But I will get me some Wimas anyway.
post #401 of 1144

Head or tail?

Here is a pic and things, duh I'm confounded!!

Audio Note
post #402 of 1144
Wow wood, you are runing at 7v eh? You did not notice any negative effects of this? Like a thinner sound? That is interesting. I thought they where supposed to run at 7.5 volts min. I'd say run them as low a voltage as they sound good at, it can only help heat/stress. chips run cooler, psu runs cooler etc.

I found the problem with my headphone amp, I had been rolling OP-AMPS and got a bad chip. Had nothing to do with dac.

Edit: forgot to mention my fun experience with the pulse transformer .1 cap recently. I was taking the digital board out and I nudged my wima .1 a little to hard and it broke loose. I had lost the whole trace and everything. That was fun! I had to use an xacto knife and scrape and dig the trace back out, and then try to get solder to stick to it. Real pain in the ass, but I got it done.

off topic: Does anyone have experience with different OPAMPS? Im thinking of trying a pair of AD797BRZ on a browndog adapter.
post #403 of 1144
Thread Starter 
Quote:
Originally Posted by Wood View Post
Here is a pic and things, duh I'm confounded!!

Audio Note
They are two sets of twisted leads, two leads twisted together.
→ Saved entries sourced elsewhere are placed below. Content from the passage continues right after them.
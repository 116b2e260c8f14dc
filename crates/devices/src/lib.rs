#![forbid(unsafe_code)]

pub mod pci;
//! Output data model: two parallel, row-aligned streams of annotated lines.
//!
//! Both streams always have the same length. Position `i` on one side and
//! position `i` on the other form one render row; when only one side has a
//! real line at a row, the other side carries a [`DiffLineKind::Placeholder`].

use serde::{Deserialize, Serialize};

/// How a single output line relates to the other side.
#[derive(Clone, Copy, Debug, PartialEq, Eq, Serialize, Deserialize)]
#[serde(rename_all = "snake_case")]
pub enum DiffLineKind {
    /// Present on both sides with identical text.
    NoChange,
    /// Present only on the right side.
    Add,
    /// Present only on the left side.
    Delete,
    /// Synthetic blank keeping this side aligned with the other.
    Placeholder,
}

/// One rendered line on one side of the comparison.
#[derive(Clone, Debug, PartialEq, Eq, Serialize, Deserialize)]
pub struct DiffLine {
    /// The line's content. Empty for placeholders.
    pub text: String,
    /// How this line relates to the other side.
    pub kind: DiffLineKind,
    /// 0-based render row shared by both sides. Not an original file line
    /// number: placeholders consume rows too.
    pub row: u32,
}

impl DiffLine {
    /// A synthetic blank line at the given row.
    pub fn placeholder(row: u32) -> Self {
        Self {
            text: String::new(),
            kind: DiffLineKind::Placeholder,
            row,
        }
    }

    /// Returns `true` if this line is a synthetic blank.
    pub fn is_placeholder(&self) -> bool {
        self.kind == DiffLineKind::Placeholder
    }
}

/// The result of aligning two file versions against their unified diff.
///
/// Constructed once by [`crate::text_diff`] and immutable afterwards.
#[derive(Clone, Debug, Default, PartialEq, Eq, Serialize, Deserialize)]
pub struct TextDiff {
    /// Full original text of the left (old) side, verbatim.
    pub left_contents: String,
    /// Full original text of the right (new) side, verbatim.
    pub right_contents: String,
    /// Annotated lines for the left side, one per render row.
    pub left_lines: Vec<DiffLine>,
    /// Annotated lines for the right side, one per render row.
    pub right_lines: Vec<DiffLine>,
}

impl TextDiff {
    /// Returns `true` if there is nothing to render (the empty-diff shortcut).
    pub fn is_empty(&self) -> bool {
        self.left_lines.is_empty() && self.right_lines.is_empty()
    }

    /// Number of render rows.
    pub fn rows(&self) -> usize {
        self.left_lines.len()
    }

    /// Number of added lines across the right stream.
    pub fn additions(&self) -> usize {
        self.right_lines
            .iter()
            .filter(|l| l.kind == DiffLineKind::Add)
            .count()
    }

    /// Number of deleted lines across the left stream.
    pub fn deletions(&self) -> usize {
        self.left_lines
            .iter()
            .filter(|l| l.kind == DiffLineKind::Delete)
            .count()
    }
}

#[cfg(test)]
mod tests {
    use super::*;

    #[test]
    fn placeholder_is_blank() {
        let line = DiffLine::placeholder(7);
        assert!(line.is_placeholder());
        assert!(line.text.is_empty());
        assert_eq!(line.row, 7);
    }

    #[test]
    fn empty_text_diff() {
        let diff = TextDiff::default();
        assert!(diff.is_empty());
        assert_eq!(diff.rows(), 0);
        assert_eq!(diff.additions(), 0);
        assert_eq!(diff.deletions(), 0);
    }

    #[test]
    fn kind_serializes_snake_case() {
        let json = serde_json::to_string(&DiffLineKind::NoChange).unwrap();
        assert_eq!(json, "\"no_change\"");
        let json = serde_json::to_string(&DiffLineKind::Placeholder).unwrap();
        assert_eq!(json, "\"placeholder\"");
    }
}
//! Terminal rendering of a [`TextDiff`]: side-by-side text or JSON.

use colored::Colorize;
use sxs_diff::{DiffLine, DiffLineKind, TextDiff};

/// Widest left column we will pad to; longer lines simply overflow.
const MAX_PANE_WIDTH: usize = 80;
const MIN_PANE_WIDTH: usize = 20;

pub fn print_text(diff: &TextDiff) {
    if diff.is_empty() {
        println!("No changes.");
        return;
    }

    let width = diff
        .left_lines
        .iter()
        .map(|l| l.text.chars().count())
        .max()
        .unwrap_or(0)
        .clamp(MIN_PANE_WIDTH, MAX_PANE_WIDTH);

    for (left, right) in diff.left_lines.iter().zip(&diff.right_lines) {
        println!(
            "{} {} {}",
            format_side(left, width),
            "|".dimmed(),
            format_side(right, 0)
        );
    }
}

pub fn print_json(diff: &TextDiff) -> anyhow::Result<()> {
    println!("{}", serde_json::to_string_pretty(diff)?);
    Ok(())
}

/// Marker plus padded, colored line text. Padding happens before coloring
/// so ANSI escapes don't break column alignment.
fn format_side(line: &DiffLine, width: usize) -> String {
    let padded = format!("{:<width$}", line.text, width = width);
    match line.kind {
        DiffLineKind::NoChange => format!("  {padded}"),
        DiffLineKind::Add => format!("{} {}", "+".green().bold(), padded.green()),
        DiffLineKind::Delete => format!("{} {}", "-".red().bold(), padded.red()),
        DiffLineKind::Placeholder => format!("  {}", padded.dimmed()),
    }
}
//! Unified-diff hunk grammar.
//!
//! Parses the `@@ -lstart,lcount +rstart,rcount @@` header form plus the
//! `-` / `+` / context body lines. File headers (`--- a/...`, `+++ b/...`,
//! `diff --git ...`) before the first hunk are skipped, as are
//! `\ No newline at end of file` markers.

use crate::error::{DiffError, DiffResult};

/// One line in a hunk body.
#[derive(Clone, Debug, PartialEq, Eq)]
pub enum HunkLine {
    /// A line present on both sides (context).
    Context(String),
    /// A line added on the right side.
    Added(String),
    /// A line removed from the left side.
    Removed(String),
}

/// A contiguous changed region from a unified diff.
///
/// Starts are 1-based as in the header; a zero count means the region is an
/// insertion point and its start names the line *before* the region.
#[derive(Clone, Debug, PartialEq, Eq)]
pub struct Hunk {
    /// Start line on the left side (1-based).
    pub old_start: u32,
    /// Number of left-side lines covered (header count, default 1).
    pub old_count: u32,
    /// Start line on the right side (1-based).
    pub new_start: u32,
    /// Number of right-side lines covered (header count, default 1).
    pub new_count: u32,
    /// The hunk body, in textual order.
    pub lines: Vec<HunkLine>,
}

impl Hunk {
    /// 0-based index of the first left-side line this hunk covers.
    pub fn old_begin(&self) -> usize {
        if self.old_count == 0 {
            self.old_start as usize
        } else {
            self.old_start.saturating_sub(1) as usize
        }
    }

    /// 0-based index one past the last left-side line this hunk covers.
    pub fn old_end(&self) -> usize {
        self.old_begin() + self.old_count as usize
    }

    /// 0-based index of the first right-side line this hunk covers.
    pub fn new_begin(&self) -> usize {
        if self.new_count == 0 {
            self.new_start as usize
        } else {
            self.new_start.saturating_sub(1) as usize
        }
    }

    /// 0-based index one past the last right-side line this hunk covers.
    pub fn new_end(&self) -> usize {
        self.new_begin() + self.new_count as usize
    }
}

/// Split a unified diff into its hunks, in textual order.
///
/// The input is expected to already be ordered ascending by position, as
/// every unified-diff producer emits it; no sorting is performed. A line
/// opening with `@@` that does not match the header grammar is fatal.
pub fn parse_unified_diff(diff: &str) -> DiffResult<Vec<Hunk>> {
    let mut hunks: Vec<Hunk> = Vec::new();

    for line in diff.lines() {
        if line.starts_with("@@") {
            hunks.push(parse_hunk_header(line)?);
        } else if let Some(hunk) = hunks.last_mut() {
            if let Some(text) = line.strip_prefix('+') {
                hunk.lines.push(HunkLine::Added(text.to_string()));
            } else if let Some(text) = line.strip_prefix('-') {
                hunk.lines.push(HunkLine::Removed(text.to_string()));
            } else if line.starts_with('\\') {
                // "\ No newline at end of file"
            } else {
                let text = line.strip_prefix(' ').unwrap_or(line);
                hunk.lines.push(HunkLine::Context(text.to_string()));
            }
        }
        // Anything before the first header is a file header; ignored.
    }

    Ok(hunks)
}

/// Parse a header like `@@ -10,4 +10,15 @@ fn foo()`.
fn parse_hunk_header(line: &str) -> DiffResult<Hunk> {
    let malformed = || DiffError::MalformedHunk(line.to_string());

    let rest = line.strip_prefix("@@ ").ok_or_else(malformed)?;
    let end = rest.find(" @@").ok_or_else(malformed)?;
    let mut ranges = rest[..end].split_whitespace();

    let old = ranges
        .next()
        .and_then(|r| r.strip_prefix('-'))
        .ok_or_else(malformed)?;
    let new = ranges
        .next()
        .and_then(|r| r.strip_prefix('+'))
        .ok_or_else(malformed)?;

    let (old_start, old_count) = parse_range(old).ok_or_else(malformed)?;
    let (new_start, new_count) = parse_range(new).ok_or_else(malformed)?;

    Ok(Hunk {
        old_start,
        old_count,
        new_start,
        new_count,
        lines: Vec::new(),
    })
}

/// Parse `start,count` or bare `start` (count defaults to 1).
fn parse_range(s: &str) -> Option<(u32, u32)> {
    match s.split_once(',') {
        Some((start, count)) => Some((start.parse().ok()?, count.parse().ok()?)),
        None => Some((s.parse().ok()?, 1)),
    }
}
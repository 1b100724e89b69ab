use std::fs;
use std::path::Path;

use anyhow::Context;

use crate::cli::{Cli, OutputFormat};
use crate::render;

pub fn run(cli: Cli) -> anyhow::Result<()> {
    if cli.no_color {
        colored::control::set_override(false);
    }

    let left = read_file(&cli.left)?;
    let right = read_file(&cli.right)?;

    let unified = match &cli.diff {
        Some(path) => read_file(path)?,
        None => generate_unified(&left, &right, cli.unified),
    };
    tracing::debug!(bytes = unified.len(), "unified diff ready");

    let diff = sxs_diff::text_diff(&left, &right, &unified)?;

    match cli.format {
        OutputFormat::Text => render::print_text(&diff),
        OutputFormat::Json => render::print_json(&diff)?,
    }
    Ok(())
}

fn read_file(path: &Path) -> anyhow::Result<String> {
    fs::read_to_string(path).with_context(|| format!("reading {}", path.display()))
}

/// Produce the unified-diff string for two contents.
///
/// Equal contents yield the empty string, the differencer's "nothing to
/// show" signal.
fn generate_unified(left: &str, right: &str, context: usize) -> String {
    if left == right {
        return String::new();
    }
    similar::TextDiff::from_lines(left, right)
        .unified_diff()
        .context_radius(context)
        .to_string()
}

#[cfg(test)]
mod tests {
    use super::*;

    #[test]
    fn equal_contents_produce_empty_diff() {
        assert_eq!(generate_unified("same\n", "same\n", 3), "");
    }

    #[test]
    fn generated_diff_is_accepted_by_the_core() {
        let left = "a\nb\nc\n";
        let right = "a\nx\nc\n";
        let unified = generate_unified(left, right, 3);
        let diff = sxs_diff::text_diff(left, right, &unified).unwrap();
        assert_eq!(diff.additions(), 1);
        assert_eq!(diff.deletions(), 1);
    }
}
Leads = +/- twisted input to coil +/- twisted output

They look nice don't they?

If you look close you can see one of the wires with a silver marking designating it as positive.
post #404 of 1144

Yes they certainly do!

Thanks Pat, bin looking everywhere for those extra wires, and they were there all the time. Might give them a try, but I have 2 pulse to change I think, there is one in my external async device as well as the Chameleon so might be pricey. Now the BGs are past the worse, I wonder how much more can be got from this dac?

Their claim 'compare the quality and be prepared to be shocked, there are good reasons why our Level One and higher Level 1 x oversampling™ d-to-a converters have the reputation they have and the digital interface transformers have a great deal to do with this'

But I guess they would say something like that..
post #405 of 1144
I'm no fan of Opamps, too much negative feedback etc....fabulous specs but crappy sound, I'd suggest a good ole tube any day but that is a matter of taste.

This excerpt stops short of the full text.